━━━ Given records ━━━
//! Recorder: the tick loop that owns the Show Manager and Hook Invoker and
//! drives sessions from "due to start" through "finished" to "rescheduled".

use std::path::Path;
use std::sync::atomic::{AtomicBool, Ordering};
use std::sync::{Arc, Condvar, Mutex, Once};
use std::time::{Duration, SystemTime};

use tracing::{info, warn};

use crate::driver::{Session, SessionEvent, StorageDriver, StorageEvent};
use crate::hook::{HookArgs, HookInvoker};
use crate::model::{Configuration, Options};
use crate::monitor::ProcessMonitor;
use crate::show_manager::{SessionHandle, ShowManager};

/// The fixed hook names the Recorder declares up front. The Invoker
/// rejects registration of anything else.
pub const HOOK_NAMES: &[&str] = &[
    "startup",
    "shutdown",
    "show_start",
    "show_error",
    "show_done",
    "show_schedule",
    "show_add",
    "show_update",
    "show_remove",
    "show_save",
    "hook_failure",
];

struct ReloadState {
    config: Configuration,
    config_updated: bool,
}

pub struct Recorder {
    show_manager: ShowManager,
    pub hook_invoker: Arc<HookInvoker>,
    pub process_monitor: Arc<ProcessMonitor>,
    /// The reload lock: held for the entire `apply_configuration`, and only
    /// ever briefly within `tick`/`reconcile` - never across a call into a
    /// `Session`, since `Session::start`/`stop` are allowed to fire events
    /// synchronously and those event handlers (`save_to_storage`) need this
    /// same lock. Held across such a call would self-deadlock on a thread
    /// that re-enters it.
    reload: Mutex<ReloadState>,
    active: AtomicBool,
    wait_lock: Mutex<()>,
    wait_cv: Condvar,
    shutdown_once: Once,
}

impl Recorder {
    pub fn new(hook_pool_size: usize) -> anyhow::Result<Arc<Self>> {
        let hook_invoker = HookInvoker::new(hook_pool_size);
        for name in HOOK_NAMES {
            hook_invoker.declare(name)?;
        }

        let recorder = Arc::new(Self {
            show_manager: ShowManager::new(),
            hook_invoker,
            process_monitor: ProcessMonitor::new(),
            reload: Mutex::new(ReloadState {
                config: Configuration {
                    storage: Default::default(),
                    sources: Default::default(),
                    hooks: Default::default(),
                    options: Options::default(),
                },
                config_updated: false,
            }),
            active: AtomicBool::new(true),
            wait_lock: Mutex::new(()),
            wait_cv: Condvar::new(),
            shutdown_once: Once::new(),
        });

        let show_manager_listener = recorder.clone();
        recorder
            .show_manager
            .on_schedule
            .observe(move |event| {
                show_manager_listener.hook_invoker.invoke(
                    "show_schedule",
                    HookArgs::ShowSchedule {
                        source: event.token.source.clone(),
                        show: event.token.show.clone(),
                        start_time: event.start_time,
                    },
                );
            });

        let failure_listener = recorder.clone();
        recorder.hook_invoker.on_failure.observe(move |(description, error)| {
            failure_listener.hook_invoker.invoke(
                "hook_failure",
                HookArgs::HookFailure {
                    description: description.clone(),
                    error: error.clone(),
                },
            );
        });

        Ok(recorder)
    }

    /// Replace the active configuration. Re-registers hooks from scratch,
    /// swaps in the new sources/storage/options, and subscribes to every
    /// storage driver's `save`/`error` events. Safe to call while ticking -
    /// it serializes with `tick` through the reload lock.
    pub fn apply_configuration(self: &Arc<Self>, config: Configuration) -> anyhow::Result<()> {
        let mut state = self.reload.lock().unwrap();

        self.hook_invoker.clear();
        for (name, registrations) in &config.hooks {
            for registration in registrations {
                self.hook_invoker.register(name, registration.clone())?;
            }
        }

        for storage in config.storage.values() {
            let recorder = self.clone();
            storage.events().observe(move |event| recorder.handle_storage_event(event));
        }

        state.config = config;
        state.config_updated = true;
        Ok(())
    }

    fn handle_storage_event(&self, event: &StorageEvent) {
        match event {
            StorageEvent::Save { source, show, location } => {
                self.hook_invoker.invoke(
                    "show_save",
                    HookArgs::ShowSave {
                        source: source.clone(),
                        show: show.clone(),
                        location: location.clone(),
                    },
                );
            }
            StorageEvent::Error { source, show, error } => {
                self.hook_invoker.invoke(
                    "show_error",
                    HookArgs::ShowError {
                        source: source.clone(),
                        show: show.clone(),
                        error: error.clone(),
                    },
                );
            }
        }
    }

    /// One iteration of the scheduling loop: reconcile configuration
    /// changes (if any are pending), start due shows, stop expired ones,
    /// and reschedule anything whose window closed without a session.
    ///
    /// The reload lock is only ever held long enough to read `leeway` and
    /// the `config_updated` flag (and, inside `reconcile`, to read the
    /// source table) - never across `start_show`/`stop_show`, since those
    /// drive a `Session` and `Session::start`/`stop` may fire events
    /// synchronously back into code that needs this same lock.
    pub fn tick(self: &Arc<Self>, now: SystemTime) {
        let (leeway, needs_reconcile) = {
            let mut state = self.reload.lock().unwrap();
            let needs_reconcile = state.config_updated;
            state.config_updated = false;
            (state.config.options.leeway_seconds, needs_reconcile)
        };

        if needs_reconcile {
            self.reconcile(now);
        }

        for (key, token, driver, duration) in self.show_manager.shows_to_start(now) {
            self.start_show(key, token, driver, duration, now, leeway);
        }

        for stopped in self.show_manager.sessions_to_stop(now) {
            self.stop_show(stopped, now, leeway);
        }

        for (key, token, driver, schedule) in self.show_manager.shows_needing_reschedule(now) {
            self.show_manager.add_show(key, token, driver, schedule, leeway, now);
        }
    }

    fn reconcile(&self, now: SystemTime) {
        let state = self.reload.lock().unwrap();
        let previous_keys = self.show_manager.keys();
        let mut found = std::collections::HashSet::new();

        for source in state.config.sources.values() {
            for show in &source.shows {
                let key = (source.name.clone(), show.name.clone());
                let token = crate::model::Token::new(&source.name, &show.name);
                let existed = previous_keys.contains(&key);
                let changed = self.show_manager.add_show(
                    key.clone(),
                    token.clone(),
                    source.driver.clone(),
                    show.schedule.clone(),
                    state.config.options.leeway_seconds,
                    now,
                );
                found.insert(key);

                if changed {
                    let hook = if existed { "show_update" } else { "show_add" };
                    self.hook_invoker.invoke(
                        hook,
                        HookArgs::Show {
                            source: token.source,
                            show: token.show,
                        },
                    );
                }
            }
        }

        for stale_key in previous_keys.difference(&found) {
            if let Some(token) = self.show_manager.remove_show(stale_key) {
                self.hook_invoker.invoke(
                    "show_remove",
                    HookArgs::Show {
                        source: token.source,
                        show: token.show,
                    },
                );
            }
        }
    }

    #[allow(clippy::too_many_arguments)]
    fn start_show(
        self: &Arc<Self>,
        key: (String, String),
        token: crate::model::Token,
        driver: Arc<dyn crate::driver::SourceDriver>,
        effective_duration: Duration,
        now: SystemTime,
        _leeway: i64,
    ) {
        let mut session = match driver.spawn(&token.show) {
            Ok(session) => session,
            Err(error) => {
                self.emit_start_failure(&token, &error);
                return;
            }
        };

        let can_auto = session.can_stop_automatically(effective_duration);
        let base_stop = now + effective_duration;
        let stop_time = if can_auto {
            base_stop + Duration::from_secs(3)
        } else {
            base_stop
        };

        self.wire_session_events(session.as_ref(), token.clone(), &key);

        let start_arg = can_auto.then_some(effective_duration);
        if let Err(error) = session.start(start_arg) {
            self.emit_start_failure(&token, &error);
            return;
        }

        let handle: SessionHandle = Arc::new(Mutex::new(session));
        self.show_manager.set_session(&key, handle, stop_time);
    }

    fn emit_start_failure(&self, token: &crate::model::Token, error: &anyhow::Error) {
        self.hook_invoker.invoke(
            "show_error",
            HookArgs::ShowError {
                source: token.source.clone(),
                show: token.show.clone(),
                error: format!("failed to start recording: {error}"),
            },
        );
    }

    fn wire_session_events(
        self: &Arc<Self>,
        session: &dyn Session,
        token: crate::model::Token,
        key: &(String, String),
    ) {
        let recorder = self.clone();
        let key = key.clone();
        session.events().observe(move |event| match event {
            SessionEvent::Start => {
                recorder.hook_invoker.invoke(
                    "show_start",
                    HookArgs::Show {
                        source: token.source.clone(),
                        show: token.show.clone(),
                    },
                );
            }
            SessionEvent::Error(message) => {
                recorder.hook_invoker.invoke(
                    "show_error",
                    HookArgs::ShowError {
                        source: token.source.clone(),
                        show: token.show.clone(),
                        error: message.clone(),
                    },
                );
            }
            SessionEvent::Done(filename) => {
                recorder.hook_invoker.invoke(
                    "show_done",
                    HookArgs::ShowDone {
                        source: token.source.clone(),
                        show: token.show.clone(),
                        filename: filename.clone(),
                    },
                );
                recorder.save_to_storage(&key, &token, filename);
            }
        });
    }

    fn save_to_storage(&self, key: &(String, String), token: &crate::model::Token, filename: &str) {
        let state = self.reload.lock().unwrap();
        let Some(source) = state.config.sources.get(&key.0) else {
            return;
        };
        let storages = source.storages.clone();
        drop(state);

        for storage in storages {
            if let Err(error) = storage.save(&token.source, &token.show, Path::new(filename)) {
                self.hook_invoker.invoke(
                    "show_error",
                    HookArgs::ShowError {
                        source: token.source.clone(),
                        show: token.show.clone(),
                        error: error.to_string(),
                    },
                );
            }
        }
    }

    fn stop_show(
        &self,
        stopped: crate::show_manager::StoppedSession,
        now: SystemTime,
        leeway: i64,
    ) {
        if let Err(error) = stopped.session.lock().unwrap().stop() {
            warn!(source = %stopped.token.source, show = %stopped.token.show, %error, "stopping session failed");
        }

        if let Some((driver, schedule)) = stopped.reschedule {
            self.show_manager
                .add_show(stopped.key, stopped.token, driver, schedule, leeway, now);
        }
    }

    /// Block until `options.check_interval` elapses or `stop()` is called.
    pub fn wait_for_next_tick(&self, check_interval: Duration) {
        let guard = self.wait_lock.lock().unwrap();
        let _ = self.wait_cv.wait_timeout(guard, check_interval).unwrap();
    }

    pub fn is_active(&self) -> bool {
        self.active.load(Ordering::SeqCst)
    }

    pub fn check_interval(&self) -> Duration {
        self.reload.lock().unwrap().config.options.check_interval
    }

    /// Runs the tick loop until `stop()` is called. Intended to be spawned
    /// on its own thread by the daemon entry point.
    pub fn run(self: &Arc<Self>) {
        self.hook_invoker.invoke("startup", HookArgs::Empty);
        while self.is_active() {
            self.tick(SystemTime::now());
            self.wait_for_next_tick(self.check_interval());
        }
    }

    /// Signal the tick loop to exit, stop every active session, wait for
    /// the Process Monitor to reap them, then halt it and fire `shutdown`.
    pub fn stop(self: &Arc<Self>) {
        self.active.store(false, Ordering::SeqCst);
        {
            let _guard = self.wait_lock.lock().unwrap();
            self.wait_cv.notify_all();
        }

        for (_, session) in self.show_manager.active_sessions() {
            if let Err(error) = session.lock().unwrap().stop() {
                warn!(%error, "stopping session during shutdown failed");
            }
        }

        for storage in self.reload.lock().unwrap().config.storage.values() {
            storage.shutdown();
        }

        let recorder = self.clone();
        self.process_monitor
            .on_empty
            .observe(move |_| recorder.fire_shutdown());

        if self.process_monitor.is_empty() {
            // Either nothing was ever watched (the monitor's sweep thread
            // never started, so `on_empty` can never fire) or the watch set
            // had already drained before we subscribed above - fire
            // directly so `shutdown` isn't dropped in either case.
            self.fire_shutdown();
        } else {
            // The monitor fires `on_empty` on its own sweep cadence; give it
            // a moment to observe the sessions we just stopped before
            // halting. `fire_shutdown` is idempotent, so it does not matter
            // if more than one sweep lands in this window.
            std::thread::sleep(Duration::from_millis(300));
        }

        self.process_monitor.halt();
        self.hook_invoker.stop();
        info!("recorder stopped");
    }

    /// Invoke the `shutdown` hook exactly once, no matter how many times
    /// this is called - `on_empty` fires on every sweep that finds the
    /// watch set empty, not just on the empty transition.
    fn fire_shutdown(&self) {
        self.shutdown_once
            .call_once(|| self.hook_invoker.invoke("shutdown", HookArgs::Empty));
    }
}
━━━
• **Action item**
Among the entries, how many lines hold the string "SystemTime"? Answer with a bare number.

• **Reply**
6